ASSIGNMENT ->
What you return should be the lines of the data containing "correct", each in full.

- - - - -

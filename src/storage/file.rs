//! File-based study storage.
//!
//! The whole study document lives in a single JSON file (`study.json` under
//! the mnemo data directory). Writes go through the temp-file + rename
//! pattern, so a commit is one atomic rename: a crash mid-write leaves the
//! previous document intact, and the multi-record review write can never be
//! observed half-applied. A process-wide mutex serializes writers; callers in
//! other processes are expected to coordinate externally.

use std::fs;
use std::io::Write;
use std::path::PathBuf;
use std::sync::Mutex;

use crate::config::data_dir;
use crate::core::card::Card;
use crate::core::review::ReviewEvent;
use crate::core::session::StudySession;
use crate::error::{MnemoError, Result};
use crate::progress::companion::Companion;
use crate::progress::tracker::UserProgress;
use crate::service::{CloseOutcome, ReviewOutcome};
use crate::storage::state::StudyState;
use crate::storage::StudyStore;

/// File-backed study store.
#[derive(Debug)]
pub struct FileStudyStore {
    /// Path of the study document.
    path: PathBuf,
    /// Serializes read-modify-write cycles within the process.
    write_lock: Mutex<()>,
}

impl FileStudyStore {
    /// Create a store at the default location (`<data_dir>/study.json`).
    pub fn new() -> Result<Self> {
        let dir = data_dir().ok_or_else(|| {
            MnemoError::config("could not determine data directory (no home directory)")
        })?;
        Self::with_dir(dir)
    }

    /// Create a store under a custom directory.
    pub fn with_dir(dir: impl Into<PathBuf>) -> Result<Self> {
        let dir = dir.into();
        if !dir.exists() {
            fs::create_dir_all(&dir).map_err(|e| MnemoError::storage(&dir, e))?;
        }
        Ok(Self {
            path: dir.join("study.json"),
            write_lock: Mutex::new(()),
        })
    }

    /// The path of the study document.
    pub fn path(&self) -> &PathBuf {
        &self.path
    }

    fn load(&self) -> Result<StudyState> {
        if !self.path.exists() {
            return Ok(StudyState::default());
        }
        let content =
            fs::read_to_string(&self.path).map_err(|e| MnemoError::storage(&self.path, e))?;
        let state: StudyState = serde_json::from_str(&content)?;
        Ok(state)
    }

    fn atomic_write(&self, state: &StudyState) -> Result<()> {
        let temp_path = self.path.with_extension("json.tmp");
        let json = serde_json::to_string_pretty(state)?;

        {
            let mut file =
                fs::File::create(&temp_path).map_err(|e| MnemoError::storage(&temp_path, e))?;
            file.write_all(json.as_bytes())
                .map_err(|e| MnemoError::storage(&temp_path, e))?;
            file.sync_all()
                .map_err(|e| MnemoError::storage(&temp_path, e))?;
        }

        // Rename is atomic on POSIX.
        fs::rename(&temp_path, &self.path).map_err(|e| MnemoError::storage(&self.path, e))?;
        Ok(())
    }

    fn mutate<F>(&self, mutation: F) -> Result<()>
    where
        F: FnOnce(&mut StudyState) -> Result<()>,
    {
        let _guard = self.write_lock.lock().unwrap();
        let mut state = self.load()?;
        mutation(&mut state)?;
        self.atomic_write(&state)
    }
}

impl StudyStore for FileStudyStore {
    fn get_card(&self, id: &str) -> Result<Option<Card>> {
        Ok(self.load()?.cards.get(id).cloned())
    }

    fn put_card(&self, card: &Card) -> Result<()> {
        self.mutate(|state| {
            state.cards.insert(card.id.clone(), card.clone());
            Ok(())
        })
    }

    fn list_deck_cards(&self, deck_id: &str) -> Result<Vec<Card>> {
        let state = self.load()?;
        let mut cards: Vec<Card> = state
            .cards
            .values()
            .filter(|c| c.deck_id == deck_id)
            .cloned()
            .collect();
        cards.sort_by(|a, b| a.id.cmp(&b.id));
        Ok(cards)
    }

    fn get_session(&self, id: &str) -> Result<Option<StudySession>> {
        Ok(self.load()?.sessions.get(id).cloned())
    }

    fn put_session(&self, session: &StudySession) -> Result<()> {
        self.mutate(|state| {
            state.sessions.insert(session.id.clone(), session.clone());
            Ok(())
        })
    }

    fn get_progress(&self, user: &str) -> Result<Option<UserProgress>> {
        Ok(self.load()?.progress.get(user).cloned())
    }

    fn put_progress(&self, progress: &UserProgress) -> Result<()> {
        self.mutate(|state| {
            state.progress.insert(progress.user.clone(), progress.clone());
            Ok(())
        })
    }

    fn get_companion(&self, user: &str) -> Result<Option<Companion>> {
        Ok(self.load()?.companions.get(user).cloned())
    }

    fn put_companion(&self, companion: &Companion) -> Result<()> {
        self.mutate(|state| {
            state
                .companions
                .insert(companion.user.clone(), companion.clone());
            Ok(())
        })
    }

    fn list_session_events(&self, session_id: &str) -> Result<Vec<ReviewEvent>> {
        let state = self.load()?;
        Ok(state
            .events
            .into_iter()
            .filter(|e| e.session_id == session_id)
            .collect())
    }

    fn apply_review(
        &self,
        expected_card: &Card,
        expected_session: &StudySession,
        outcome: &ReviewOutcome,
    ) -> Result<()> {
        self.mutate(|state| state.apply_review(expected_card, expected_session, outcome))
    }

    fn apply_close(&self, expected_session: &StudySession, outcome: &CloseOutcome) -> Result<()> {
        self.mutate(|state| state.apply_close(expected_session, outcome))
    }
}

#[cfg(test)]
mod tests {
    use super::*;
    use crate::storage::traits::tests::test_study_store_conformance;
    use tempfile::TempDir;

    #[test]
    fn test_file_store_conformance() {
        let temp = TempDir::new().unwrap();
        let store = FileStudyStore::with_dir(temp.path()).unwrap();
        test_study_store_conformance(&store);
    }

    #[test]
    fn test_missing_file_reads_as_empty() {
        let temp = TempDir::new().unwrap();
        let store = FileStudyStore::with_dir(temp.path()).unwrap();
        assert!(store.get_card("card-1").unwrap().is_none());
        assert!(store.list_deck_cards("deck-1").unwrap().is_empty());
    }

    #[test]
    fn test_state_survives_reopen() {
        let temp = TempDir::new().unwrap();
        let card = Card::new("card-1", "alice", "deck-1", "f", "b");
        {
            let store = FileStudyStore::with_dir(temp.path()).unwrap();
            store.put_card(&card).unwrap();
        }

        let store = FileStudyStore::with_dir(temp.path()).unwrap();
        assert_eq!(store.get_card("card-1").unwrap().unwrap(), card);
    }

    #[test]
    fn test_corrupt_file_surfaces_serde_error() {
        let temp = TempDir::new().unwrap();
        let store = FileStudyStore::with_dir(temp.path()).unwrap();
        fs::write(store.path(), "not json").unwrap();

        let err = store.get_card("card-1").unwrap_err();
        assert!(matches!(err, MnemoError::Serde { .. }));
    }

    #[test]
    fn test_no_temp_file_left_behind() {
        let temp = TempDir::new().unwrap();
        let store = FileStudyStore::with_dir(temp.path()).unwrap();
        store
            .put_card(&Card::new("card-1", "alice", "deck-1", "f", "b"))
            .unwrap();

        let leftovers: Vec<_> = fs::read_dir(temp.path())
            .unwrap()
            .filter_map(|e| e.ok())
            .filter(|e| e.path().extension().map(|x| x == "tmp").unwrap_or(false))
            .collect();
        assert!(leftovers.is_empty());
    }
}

- - - - -

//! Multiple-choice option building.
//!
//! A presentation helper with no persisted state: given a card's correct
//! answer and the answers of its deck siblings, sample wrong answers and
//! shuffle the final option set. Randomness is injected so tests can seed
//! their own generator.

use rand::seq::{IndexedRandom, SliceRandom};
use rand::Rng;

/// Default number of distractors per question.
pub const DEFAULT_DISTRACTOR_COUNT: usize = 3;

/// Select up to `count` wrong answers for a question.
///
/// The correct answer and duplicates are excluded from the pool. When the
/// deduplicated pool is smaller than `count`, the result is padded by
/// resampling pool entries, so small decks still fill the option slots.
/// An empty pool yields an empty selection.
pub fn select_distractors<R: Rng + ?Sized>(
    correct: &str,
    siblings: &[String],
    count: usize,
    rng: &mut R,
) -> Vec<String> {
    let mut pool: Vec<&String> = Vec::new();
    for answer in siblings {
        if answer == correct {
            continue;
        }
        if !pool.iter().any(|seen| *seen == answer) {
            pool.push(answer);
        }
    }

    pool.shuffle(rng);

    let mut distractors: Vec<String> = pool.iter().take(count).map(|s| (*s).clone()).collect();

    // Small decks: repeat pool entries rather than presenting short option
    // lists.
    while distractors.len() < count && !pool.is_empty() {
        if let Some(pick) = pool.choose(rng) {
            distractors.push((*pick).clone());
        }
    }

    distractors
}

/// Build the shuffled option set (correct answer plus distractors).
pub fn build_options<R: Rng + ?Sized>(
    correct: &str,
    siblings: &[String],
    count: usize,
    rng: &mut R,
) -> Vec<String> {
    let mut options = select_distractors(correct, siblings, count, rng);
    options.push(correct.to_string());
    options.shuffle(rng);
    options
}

- - - - -

REPLY ->
//! A presentation helper with no persisted state: given a card's correct
/// The correct answer and duplicates are excluded from the pool. When the
    correct: &str,
        if answer == correct {
/// Build the shuffled option set (correct answer plus distractors).
    correct: &str,
    let mut options = select_distractors(correct, siblings, count, rng);
    options.push(correct.to_string());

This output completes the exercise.